Here's what I did today!

I thought about it last night and the more I did, the more it made me upset. It appears that this has been an on-going problem for some time. And yet, when I purchased the Outback just a few months ago, THEY WERE STILL PUTTING THESE PIECES OF CRAP ON!!!! I guess I might be over-reacting, after all, what we are talking about is only the safety of my FAMILY!!!
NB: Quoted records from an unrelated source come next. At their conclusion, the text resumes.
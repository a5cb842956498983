//! 配置校验模块
//!
//! 校验规则：
//! - sampler.interval_ms > 0
//! - 0 < smoother.damping <= 1
//! - smoother.threshold > 0
//! - smoother.tick_ms > 0
//! - smoother.decay_delay_ms > 0
//!
//! 采样间隔与衰减延迟相互独立，不校验二者关系。

use contracts::{ContractError, SpinConfig};

/// 校验 SpinConfig 配置
///
/// 返回第一个遇到的错误，或 Ok(())。
pub fn validate(config: &SpinConfig) -> Result<(), ContractError> {
    validate_sampler(config)?;
    validate_smoother(config)?;
    Ok(())
}

/// 校验采样限速
fn validate_sampler(config: &SpinConfig) -> Result<(), ContractError> {
    if config.sampler.interval_ms == 0 {
        return Err(ContractError::config_validation(
            "sampler.interval_ms",
            "interval_ms must be > 0",
        ));
    }
    Ok(())
}

/// 校验速度平滑参数
fn validate_smoother(config: &SpinConfig) -> Result<(), ContractError> {
    let smoother = &config.smoother;

    if !(smoother.damping.is_finite() && smoother.damping > 0.0 && smoother.damping <= 1.0) {
        return Err(ContractError::config_validation(
            "smoother.damping",
            format!("damping must be in (0, 1], got {}", smoother.damping),
        ));
    }

    if !(smoother.threshold.is_finite() && smoother.threshold > 0.0) {
        return Err(ContractError::config_validation(
            "smoother.threshold",
            format!("threshold must be > 0, got {}", smoother.threshold),
        ));
    }

    if smoother.tick_ms == 0 {
        return Err(ContractError::config_validation(
            "smoother.tick_ms",
            "tick_ms must be > 0",
        ));
    }

    if smoother.decay_delay_ms == 0 {
        return Err(ContractError::config_validation(
            "smoother.decay_delay_ms",
            "decay_delay_ms must be > 0",
        ));
    }

    Ok(())
}
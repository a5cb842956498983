//! Damped linear interpolation as a lazy, finite sequence.

use std::iter::FusedIterator;

/// Smallest damping accepted; lower values are clamped so a run always converges.
pub const MIN_DAMPING: f64 = 1e-6;

/// Smallest snap threshold accepted.
pub const MIN_THRESHOLD: f64 = 1e-9;

/// Linear interpolation between `start` and `end` by `amt`
#[inline]
pub fn lerp(start: f64, end: f64, amt: f64) -> f64 {
    (1.0 - amt) * start + amt * end
}

/// One interpolation run from a start value towards a target.
///
/// Every call to `next` applies `current = (1 - damping) * current + damping * target`.
/// Once the result lies within `threshold` of the target the run yields the
/// target itself and ends. The run cannot be restarted; a new target needs a
/// new `Interpolation`.
///
/// ```
/// use spin_engine::Interpolation;
///
/// let values: Vec<f64> = Interpolation::new(0.0, 10.0, 0.5, 0.01).collect();
/// assert_eq!(values.last(), Some(&10.0));
/// assert!(values.windows(2).all(|w| w[0] < w[1]));
/// ```
#[derive(Debug, Clone)]
pub struct Interpolation {
    current: f64,
    target: f64,
    damping: f64,
    threshold: f64,
    finished: bool,
}

impl Interpolation {
    /// `damping` is clamped into `[MIN_DAMPING, 1]`, `threshold` to at least `MIN_THRESHOLD`.
    pub fn new(start: f64, target: f64, damping: f64, threshold: f64) -> Self {
        let damping = if damping.is_finite() {
            damping.clamp(MIN_DAMPING, 1.0)
        } else {
            1.0
        };
        let threshold = if threshold.is_finite() {
            threshold.max(MIN_THRESHOLD)
        } else {
            MIN_THRESHOLD
        };

        Self {
            current: start,
            target,
            damping,
            threshold,
            finished: false,
        }
    }

    pub fn current(&self) -> f64 {
        self.current
    }

    pub fn target(&self) -> f64 {
        self.target
    }

    pub fn is_finished(&self) -> bool {
        self.finished
    }
}

impl Iterator for Interpolation {
    type Item = f64;

    fn next(&mut self) -> Option<f64> {
        if self.finished {
            return None;
        }

        let value = lerp(self.current, self.target, self.damping);

        // A step that no longer moves the value has stalled in floating point.
        if (value - self.target).abs() < self.threshold || value == self.current {
            self.current = self.target;
            self.finished = true;
        } else {
            self.current = value;
        }

        Some(self.current)
    }
}

impl FusedIterator for Interpolation {}

#[cfg(test)]
mod tests {
    use super::*;

    #[test]
    fn test_lerp() {
        assert_eq!(lerp(0.0, 10.0, 0.0), 0.0);
        assert_eq!(lerp(0.0, 10.0, 1.0), 10.0);
        assert!((lerp(0.0, 10.0, 0.1) - 1.0).abs() < 1e-12);
    }

    #[test]
    fn test_convergence_bounds() {
        let values: Vec<f64> = Interpolation::new(0.0, 10.0, 0.1, 0.01).collect();

        // 0.9^n * 10 < 0.01  =>  n = 66
        assert_eq!(values.len(), 66);
        assert_eq!(*values.last().unwrap(), 10.0);
        assert!(values.windows(2).all(|w| w[0] < w[1]), "strictly increasing");
        assert!(values.iter().all(|v| *v > 0.0 && *v <= 10.0));
    }

    #[test]
    fn test_decreasing_towards_zero() {
        let values: Vec<f64> = Interpolation::new(5.0, 0.0, 0.1, 0.01).collect();

        assert_eq!(*values.last().unwrap(), 0.0);
        assert!(values.windows(2).all(|w| w[0] > w[1]));
        assert!(values.iter().all(|v| *v >= 0.0));
    }

    #[test]
    fn test_full_damping_is_single_step() {
        let values: Vec<f64> = Interpolation::new(3.0, 7.0, 1.0, 0.01).collect();
        assert_eq!(values, vec![7.0]);
    }

    #[test]
    fn test_already_at_target() {
        let values: Vec<f64> = Interpolation::new(2.0, 2.0, 0.1, 0.01).collect();
        assert_eq!(values, vec![2.0]);
    }

    #[test]
    fn test_fused_after_completion() {
        let mut run = Interpolation::new(0.0, 1.0, 1.0, 0.01);
        assert_eq!(run.next(), Some(1.0));
        assert!(run.is_finished());
        assert_eq!(run.next(), None);
        assert_eq!(run.next(), None);
    }

    #[test]
    fn test_out_of_range_parameters_still_terminate() {
        let mut slow = Interpolation::new(0.0, 1.0, 0.0, 0.01);
        assert!(slow.next().unwrap() > 0.0);
        assert_eq!(Interpolation::new(0.0, 1.0, f64::NAN, 0.01).count(), 1);
        // Tiny threshold on a large value: terminates via the stall check.
        let values: Vec<f64> = Interpolation::new(0.0, 1e12, 0.5, 0.0).collect();
        assert_eq!(*values.last().unwrap(), 1e12);
    }
}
OK, deep breath..... So anyhow, instead of calling Tireco and getting a new set of tires so I was taken care of, I decided to go ahead and call Keystone. The gal I talked to (and how do you spell that last name, Diana?) asked for VIN, DOT code, what was the probelm, etc. Then she told me, "nah, those aren't the bad lot of tires that you've got...." <<Really? even thogh they have EXACTLY the same DOT code 5YKC and are showing EXACTLY the same problem that so many of you here have identified>> and that, "Keystone will go ahead and replace them anyway, but Keystone has researched the issue and MY tires are not bad". <<huh?!?!>> Well, for somebody that's so confidant that MINE weren't defective, she was awful quick to authorize a local dealer to replace them, without even asking for a photo of the damage or anything..
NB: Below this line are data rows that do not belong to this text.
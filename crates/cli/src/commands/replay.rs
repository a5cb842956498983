//! `replay` command implementation.

use std::time::Duration;

use anyhow::{Context, Result};
use contracts::{GestureSnapshot, PointerSample, SpinConfig};
use ingestion::TraceReader;
use observability::SessionMetricsAggregator;
use spin_engine::{GestureSession, SampleOutcome};
use tracing::{debug, info};

use super::load_config;
use crate::cli::ReplayArgs;
use crate::error::CliError;
use crate::report::{RunReport, SnapshotPrinter};

/// Result of driving a session over a recorded trace
struct ReplayOutcome {
    final_snapshot: GestureSnapshot,
    metrics: SessionMetricsAggregator,
    duration: Duration,
}

/// Execute the `replay` command
pub fn run_replay(args: &ReplayArgs) -> Result<()> {
    if !args.trace.exists() {
        return Err(CliError::trace_not_found(args.trace.display().to_string()).into());
    }
    let config = load_config(args.config.as_deref())?;
    let locale = config.output.locale;

    let samples = TraceReader::new()
        .read_path(&args.trace)
        .with_context(|| format!("Failed to read trace from {}", args.trace.display()))?;
    info!(
        trace = %args.trace.display(),
        samples = samples.len(),
        "Replaying trace"
    );

    let mut printer = SnapshotPrinter::new(locale, args.json);
    let outcome = replay_samples(
        config,
        &samples,
        args.settle_ms.map(Duration::from_millis),
        |snapshot| printer.offer(snapshot).map(|_| ()),
    )?;

    RunReport::new(
        "replay",
        outcome.duration,
        outcome.final_snapshot,
        locale,
        &outcome.metrics,
        0,
    )
    .print(args.json)
}

/// Feed `samples` in order, then let timers run for `settle` (or until idle).
fn replay_samples(
    config: SpinConfig,
    samples: &[PointerSample],
    settle: Option<Duration>,
    mut on_snapshot: impl FnMut(&GestureSnapshot) -> Result<()>,
) -> Result<ReplayOutcome> {
    let mut session = GestureSession::new(config);
    let mut metrics = SessionMetricsAggregator::new();

    for sample in samples {
        let outcome = session.offer(*sample);
        metrics.update(&outcome);
        if let SampleOutcome::Accepted { snapshot, .. } = outcome {
            on_snapshot(&snapshot)?;
        }
    }

    let end = settle.map(|settle| session.now() + settle);
    while let Some(deadline) = session.next_deadline() {
        if end.is_some_and(|end| deadline > end) {
            break;
        }
        session.advance(deadline);
        metrics.observe_speed(session.smoother().current_speed());
    }
    if let Some(end) = end {
        session.advance(end);
    }
    debug!(now_ms = session.now().as_millis() as u64, "replay settled");

    let final_snapshot = session.shutdown();
    on_snapshot(&final_snapshot)?;

    Ok(ReplayOutcome {
        final_snapshot,
        metrics,
        duration: session.now(),
    })
}

#[cfg(test)]
mod tests {
    use super::*;
    use std::io::Write;
    use std::path::PathBuf;

    fn square_trace() -> Vec<PointerSample> {
        [
            (0, 0.0, 0.0),
            (20, 10.0, 10.0),
            (40, 0.0, 20.0),
            (60, -10.0, 10.0),
            (80, 0.0, 0.0),
        ]
        .into_iter()
        .map(|(t, x, y)| PointerSample::at_millis(t, x, y))
        .collect()
    }

    #[test]
    fn test_replay_counts_and_settles() {
        let mut seen = 0;
        let outcome = replay_samples(SpinConfig::default(), &square_trace(), None, |_| {
            seen += 1;
            Ok(())
        })
        .unwrap();

        assert_eq!(outcome.final_snapshot.revolution_count, 1);
        assert_eq!(outcome.final_snapshot.speed, 0.0);
        assert_eq!(outcome.metrics.samples_accepted, 5);
        assert!(outcome.duration > Duration::from_millis(130));
        // five accepted samples plus the final snapshot
        assert_eq!(seen, 6);
    }

    #[test]
    fn test_replay_bounded_settle() {
        let outcome =
            replay_samples(SpinConfig::default(), &square_trace(), Some(Duration::ZERO), |_| Ok(()))
                .unwrap();

        assert_eq!(outcome.duration, Duration::from_millis(80));
        assert!(outcome.final_snapshot.speed > 0.0);
    }

    #[test]
    fn test_run_replay_from_file() {
        let mut file = tempfile::Builder::new().suffix(".csv").tempfile().unwrap();
        writeln!(file, "t_ms,x,y").unwrap();
        for sample in square_trace() {
            writeln!(
                file,
                "{},{},{}",
                sample.timestamp.as_millis(),
                sample.position.x,
                sample.position.y
            )
            .unwrap();
        }

        let args = ReplayArgs {
            trace: file.path().to_path_buf(),
            config: None,
            settle_ms: Some(500),
            json: true,
        };
        run_replay(&args).unwrap();
    }

    #[test]
    fn test_missing_trace() {
        let args = ReplayArgs {
            trace: PathBuf::from("/nonexistent/trace.csv"),
            config: None,
            settle_ms: None,
            json: false,
        };
        let err = run_replay(&args).unwrap_err();
        assert!(err.to_string().contains("Trace file not found"));
    }
}
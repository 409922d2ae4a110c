//! Integration test support for pingpong-session.
//!
//! Exercises the session engine against a real in-process WebSocket server
//! rather than mocked traits, so framing, close codes and reconnects are
//! tested end to end.

pub mod common;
I told her that I called Keystone instead of the Tireco toll-free number specifically because I didn't want to just get my tires fixed and not worry about the next Keystone trailer buyer. I was assured that the problem was fixed, oh and to go ahead and set-up an appointment with Preferred RV to get my current tires replaced since it was all arranged.

Sure I want to get my defective tires replaced and all, but I'd buy a $600 set out of my own pocket instead if I knew for a fact that the problem had been addressed so that Keystone was no longer using the substandard tires. The absolute LAST thing I want to have happen is to get new tires and then have some lawyer contact me out of the blue asking for photos and/or testimony against Keystone because he's representing a family that had experienced an "incident" that was caused by faulty tires on a trailer that the family had just purchased.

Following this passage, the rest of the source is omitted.